Get started with Apache Airflow, Part 1: Write and run your first DAG
Getting started with Apache Airflow locally is easy with the Astro CLI.
This tutorial is for people who are new to Apache Airflow and want to run it locally with open source tools.
After you complete this tutorial, you'll be able to:
- Run a local Airflow environment using the Astro CLI.
- Manage the Astro project directory.
- Write a new DAG.
- Navigate the Airflow UI.
- Use code from the Astronomer Registry.
Time to complete
This tutorial takes approximately 1 hour to complete.
Assumed knowledge
To get the most out of this tutorial, make sure you have an understanding of:
- Basic Airflow concepts. See Introduction to Apache Airflow.

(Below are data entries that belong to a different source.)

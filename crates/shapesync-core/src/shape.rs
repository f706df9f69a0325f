//! The shape model.
//!
//! A [`Shape`] is a shared envelope (id, style, audit and lock fields) around a
//! type-specific [`ShapeBody`]. On the wire every shape is one flat key/value
//! record (see [`Shape::to_record`]) so each shape is its own store document.

use serde::{Deserialize, Serialize};
use serde_json::{Map, Value};

use shapesync_geometry::{Bounds, Point, RelativeTransform};

use crate::error::ValidationError;
use crate::ids::{ShapeId, UserId};
use crate::time::Timestamp;

/// Flat key/value form of a store document
pub type Fields = Map<String, Value>;

/// The shape variants a canvas can hold
#[derive(Debug, Clone, Copy, PartialEq, Eq, Hash, Serialize, Deserialize)]
#[serde(rename_all = "lowercase")]
pub enum ShapeKind {
    Rectangle,
    Circle,
    Line,
    Text,
}

impl ShapeKind {
    pub fn name(self) -> &'static str {
        match self {
            ShapeKind::Rectangle => "rectangle",
            ShapeKind::Circle => "circle",
            ShapeKind::Line => "line",
            ShapeKind::Text => "text",
        }
    }

    /// Geometry fields a patch may set on this kind
    fn geometry_fields(self) -> &'static [&'static str] {
        match self {
            ShapeKind::Rectangle | ShapeKind::Circle => &["x", "y", "width", "height"],
            ShapeKind::Line => &["points"],
            ShapeKind::Text => &["x", "y", "width", "height", "text", "fontSize"],
        }
    }
}

impl std::fmt::Display for ShapeKind {
    fn fmt(&self, f: &mut std::fmt::Formatter<'_>) -> std::fmt::Result {
        f.write_str(self.name())
    }
}

/// Type-specific geometry, tagged by `type` in the flat record
#[derive(Debug, Clone, PartialEq, Serialize, Deserialize)]
#[serde(tag = "type", rename_all = "lowercase")]
pub enum ShapeBody {
    /// Axis-aligned box at (x, y), rotated by the style's rotation
    Rectangle {
        x: f64,
        y: f64,
        width: f64,
        height: f64,
    },
    /// Ellipse inscribed in its frame
    Circle {
        x: f64,
        y: f64,
        width: f64,
        height: f64,
    },
    /// Polyline through two or more points
    Line { points: Vec<Point> },
    /// Text block
    Text {
        x: f64,
        y: f64,
        width: f64,
        height: f64,
        text: String,
        #[serde(rename = "fontSize", default = "default_font_size")]
        font_size: f64,
    },
}

fn default_font_size() -> f64 {
    16.0
}

impl ShapeBody {
    pub fn kind(&self) -> ShapeKind {
        match self {
            ShapeBody::Rectangle { .. } => ShapeKind::Rectangle,
            ShapeBody::Circle { .. } => ShapeKind::Circle,
            ShapeBody::Line { .. } => ShapeKind::Line,
            ShapeBody::Text { .. } => ShapeKind::Text,
        }
    }

    /// Anchor position: the frame origin, or the first point of a line
    pub fn position(&self) -> Point {
        match self {
            ShapeBody::Rectangle { x, y, .. }
            | ShapeBody::Circle { x, y, .. }
            | ShapeBody::Text { x, y, .. } => Point::new(*x, *y),
            ShapeBody::Line { points } => points.first().copied().unwrap_or_default(),
        }
    }

    /// Frame of the shape (for lines, the bounds of its points)
    pub fn bounds(&self) -> Bounds {
        match self {
            ShapeBody::Rectangle { x, y, width, height }
            | ShapeBody::Circle { x, y, width, height }
            | ShapeBody::Text { x, y, width, height, .. } => Bounds::new(*x, *y, *width, *height),
            ShapeBody::Line { points } => Bounds::of_points(points).unwrap_or_default(),
        }
    }

    fn validate(&self) -> Result<(), ValidationError> {
        match self {
            ShapeBody::Rectangle { x, y, width, height } | ShapeBody::Circle { x, y, width, height } => {
                validate_frame(*x, *y, *width, *height)
            }
            ShapeBody::Line { points } => {
                if points.len() < 2 {
                    return Err(ValidationError::TooFewPoints(points.len()));
                }
                if points.iter().any(|p| !p.is_finite()) {
                    return Err(ValidationError::NonFinite("points"));
                }
                Ok(())
            }
            ShapeBody::Text { x, y, width, height, text, font_size } => {
                validate_frame(*x, *y, *width, *height)?;
                if text.trim().is_empty() {
                    return Err(ValidationError::EmptyText);
                }
                non_negative("fontSize", *font_size)
            }
        }
    }
}

fn finite(field: &'static str, value: f64) -> Result<(), ValidationError> {
    if value.is_finite() { Ok(()) } else { Err(ValidationError::NonFinite(field)) }
}

fn non_negative(field: &'static str, value: f64) -> Result<(), ValidationError> {
    finite(field, value)?;
    if value < 0.0 {
        return Err(ValidationError::Negative { field, value });
    }
    Ok(())
}

fn validate_frame(x: f64, y: f64, width: f64, height: f64) -> Result<(), ValidationError> {
    finite("x", x)?;
    finite("y", y)?;
    non_negative("width", width)?;
    non_negative("height", height)
}

/// Visual style shared by every kind
#[derive(Debug, Clone, PartialEq, Serialize, Deserialize)]
#[serde(rename_all = "camelCase")]
pub struct ShapeStyle {
    #[serde(default, skip_serializing_if = "Option::is_none")]
    pub fill: Option<String>,
    #[serde(default, skip_serializing_if = "Option::is_none")]
    pub stroke: Option<String>,
    #[serde(default = "default_stroke_width")]
    pub stroke_width: f64,
    #[serde(default = "default_opacity")]
    pub opacity: f64,
    /// Degrees, clockwise
    #[serde(default)]
    pub rotation: f64,
    #[serde(default, skip_serializing_if = "Option::is_none")]
    pub corner_radius: Option<f64>,
}

fn default_stroke_width() -> f64 {
    1.0
}

fn default_opacity() -> f64 {
    1.0
}

impl Default for ShapeStyle {
    fn default() -> Self {
        Self {
            fill: None,
            stroke: None,
            stroke_width: default_stroke_width(),
            opacity: default_opacity(),
            rotation: 0.0,
            corner_radius: None,
        }
    }
}

impl ShapeStyle {
    fn validate(&self) -> Result<(), ValidationError> {
        non_negative("strokeWidth", self.stroke_width)?;
        finite("opacity", self.opacity)?;
        if !(0.0..=1.0).contains(&self.opacity) {
            return Err(ValidationError::OpacityOutOfRange(self.opacity));
        }
        finite("rotation", self.rotation)?;
        if let Some(radius) = self.corner_radius {
            non_negative("cornerRadius", radius)?;
        }
        Ok(())
    }
}

/// Who created and last touched a shape, and when
#[derive(Debug, Clone, PartialEq, Serialize, Deserialize)]
#[serde(rename_all = "camelCase")]
pub struct Audit {
    pub created_by: UserId,
    pub created_at: Timestamp,
    pub last_modified_by: UserId,
    pub last_modified_at: Timestamp,
}

/// Lock columns of a shape record. `is_locked` is true iff `locked_by` is set.
#[derive(Debug, Clone, PartialEq, Default, Serialize, Deserialize)]
#[serde(rename_all = "camelCase")]
pub struct LockFields {
    #[serde(default)]
    pub is_locked: bool,
    #[serde(default)]
    pub locked_by: Option<UserId>,
    #[serde(default)]
    pub locked_at: Option<Timestamp>,
}

impl LockFields {
    pub fn unlocked() -> Self {
        Self::default()
    }

    pub fn held_by(user: UserId, at: Timestamp) -> Self {
        Self {
            is_locked: true,
            locked_by: Some(user),
            locked_at: Some(at),
        }
    }

    pub fn holder(&self) -> Option<&UserId> {
        if self.is_locked { self.locked_by.as_ref() } else { None }
    }

    /// Partial record that writes exactly these lock columns
    pub fn to_fields(&self) -> Fields {
        let mut fields = Fields::new();
        fields.insert("isLocked".into(), Value::Bool(self.is_locked));
        fields.insert(
            "lockedBy".into(),
            self.locked_by
                .as_ref()
                .map_or(Value::Null, |u| Value::String(u.0.clone())),
        );
        fields.insert("lockedAt".into(), self.locked_at.map_or(Value::Null, Value::from));
        fields
    }

    fn validate(&self) -> Result<(), ValidationError> {
        match (self.is_locked, self.locked_by.is_some()) {
            (true, false) => Err(ValidationError::LockInconsistent { is_locked: true, holder: "null" }),
            (false, true) => Err(ValidationError::LockInconsistent { is_locked: false, holder: "set" }),
            _ => Ok(()),
        }
    }
}

/// Caller-supplied part of a shape, before the store assigns system fields
#[derive(Debug, Clone, PartialEq)]
pub struct NewShape {
    /// Optional caller-chosen id; generated when absent
    pub id: Option<ShapeId>,
    pub body: ShapeBody,
    pub style: ShapeStyle,
}

impl NewShape {
    pub fn new(body: ShapeBody) -> Self {
        Self {
            id: None,
            body,
            style: ShapeStyle::default(),
        }
    }

    pub fn with_id(mut self, id: ShapeId) -> Self {
        self.id = Some(id);
        self
    }

    pub fn with_style(mut self, style: ShapeStyle) -> Self {
        self.style = style;
        self
    }

    pub fn rectangle(x: f64, y: f64, width: f64, height: f64) -> Self {
        Self::new(ShapeBody::Rectangle { x, y, width, height })
    }

    pub fn circle(x: f64, y: f64, width: f64, height: f64) -> Self {
        Self::new(ShapeBody::Circle { x, y, width, height })
    }

    pub fn line(points: Vec<Point>) -> Self {
        Self::new(ShapeBody::Line { points })
    }

    pub fn text(x: f64, y: f64, text: impl Into<String>) -> Self {
        Self::new(ShapeBody::Text {
            x,
            y,
            width: 200.0,
            height: 24.0,
            text: text.into(),
            font_size: default_font_size(),
        })
    }
}

/// A shape document
#[derive(Debug, Clone, PartialEq, Serialize, Deserialize)]
#[serde(rename_all = "camelCase")]
pub struct Shape {
    pub id: ShapeId,
    #[serde(flatten)]
    pub body: ShapeBody,
    #[serde(flatten)]
    pub style: ShapeStyle,
    #[serde(flatten)]
    pub audit: Audit,
    #[serde(flatten)]
    pub lock: LockFields,
}

impl Shape {
    /// Fill in system fields for a newly created shape
    pub fn create(draft: NewShape, by: &UserId, now: Timestamp) -> Self {
        Self {
            id: draft.id.unwrap_or_default(),
            body: draft.body,
            style: draft.style,
            audit: Audit {
                created_by: by.clone(),
                created_at: now,
                last_modified_by: by.clone(),
                last_modified_at: now,
            },
            lock: LockFields::unlocked(),
        }
    }

    pub fn kind(&self) -> ShapeKind {
        self.body.kind()
    }

    pub fn position(&self) -> Point {
        self.body.position()
    }

    pub fn lock_holder(&self) -> Option<&UserId> {
        self.lock.holder()
    }

    /// Locked by someone other than `user`
    pub fn is_locked_by_other(&self, user: &UserId) -> bool {
        self.lock_holder().is_some_and(|holder| holder != user)
    }

    pub fn validate(&self) -> Result<(), ValidationError> {
        if self.id.is_empty() {
            return Err(ValidationError::EmptyId);
        }
        self.body.validate()?;
        self.style.validate()?;
        self.lock.validate()
    }

    /// Flat record form (camelCase keys, `type` tag)
    pub fn to_record(&self) -> Result<Fields, ValidationError> {
        match serde_json::to_value(self) {
            Ok(Value::Object(map)) => Ok(map),
            Ok(other) => Err(ValidationError::Record(format!("expected an object, got {other}"))),
            Err(e) => Err(ValidationError::Record(e.to_string())),
        }
    }

    /// Parse and validate a flat record
    pub fn from_record(fields: &Fields) -> Result<Self, ValidationError> {
        let shape: Shape = serde_json::from_value(Value::Object(fields.clone()))
            .map_err(|e| ValidationError::Record(e.to_string()))?;
        shape.validate()?;
        Ok(shape)
    }

    /// Copy with `patch` applied and the audit fields bumped
    pub fn patched(&self, patch: &ShapePatch, by: &UserId, now: Timestamp) -> Result<Self, ValidationError> {
        patch.check_applies_to(self.kind())?;
        let mut record = self.to_record()?;
        record.extend(patch.to_fields());
        record.insert("lastModifiedBy".into(), Value::String(by.0.clone()));
        record.insert("lastModifiedAt".into(), Value::from(now));
        Self::from_record(&record)
    }

    /// Patch that moves the shape's anchor to `to`, keeping its size
    pub fn move_to_patch(&self, to: Point) -> ShapePatch {
        match &self.body {
            ShapeBody::Line { points } => {
                let from = self.position();
                ShapePatch {
                    points: Some(points.iter().map(|p| p.translated(to.x - from.x, to.y - from.y)).collect()),
                    ..ShapePatch::default()
                }
            }
            _ => ShapePatch {
                x: Some(to.x),
                y: Some(to.y),
                ..ShapePatch::default()
            },
        }
    }

    /// Resolve a relative transform against this shape's current geometry
    pub fn transform_patch(&self, transform: &RelativeTransform) -> Result<ShapePatch, ValidationError> {
        if !transform.is_valid() {
            return Err(ValidationError::InvalidTransform);
        }
        let rotation = (transform.delta_rotation != 0.0)
            .then(|| transform.apply_to_rotation(self.style.rotation));
        let patch = match &self.body {
            ShapeBody::Line { points } => ShapePatch {
                points: Some(transform.apply_to_points(points)),
                rotation,
                ..ShapePatch::default()
            },
            body => {
                let b = transform.apply_to_bounds(body.bounds());
                ShapePatch {
                    x: Some(b.x),
                    y: Some(b.y),
                    width: Some(b.width),
                    height: Some(b.height),
                    rotation,
                    ..ShapePatch::default()
                }
            }
        };
        Ok(patch)
    }
}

- Basic Python. See the Python Documentation.
Prerequisites
- A terminal that accepts bash commands. This is pre-installed on most operating systems.
- Python 3.
- Docker Desktop (v18.09 or higher).
- The Astro CLI.
- An integrated development environment (IDE) for Python development, such as VSCode.
Step 1: Create an Astro project
To run data pipelines on Astro, you first need to create an Astro project, which contains the set of files necessary to run Airflow locally.
Create a new directory for your Astro project:
mkdir <your-astro-project-name>
Open the directory:
cd <your-astro-project-name>
Run the following Astro CLI command to initialize an Astro project in the directory:
astro dev init
The Astro project is built to run Airflow with Docker. Docker is a service to run software in virtualized containers within a machine. When you run Airflow on your machine with the Astro CLI, Docker creates a container for each Airflow component that is required to run DAGs. For this tutorial, you don't need an in-depth knowledge of Docker. All you need to know is that Airflow runs on the compute resources of your machine, and that all necessary files for running Airflow are included in your Astro project.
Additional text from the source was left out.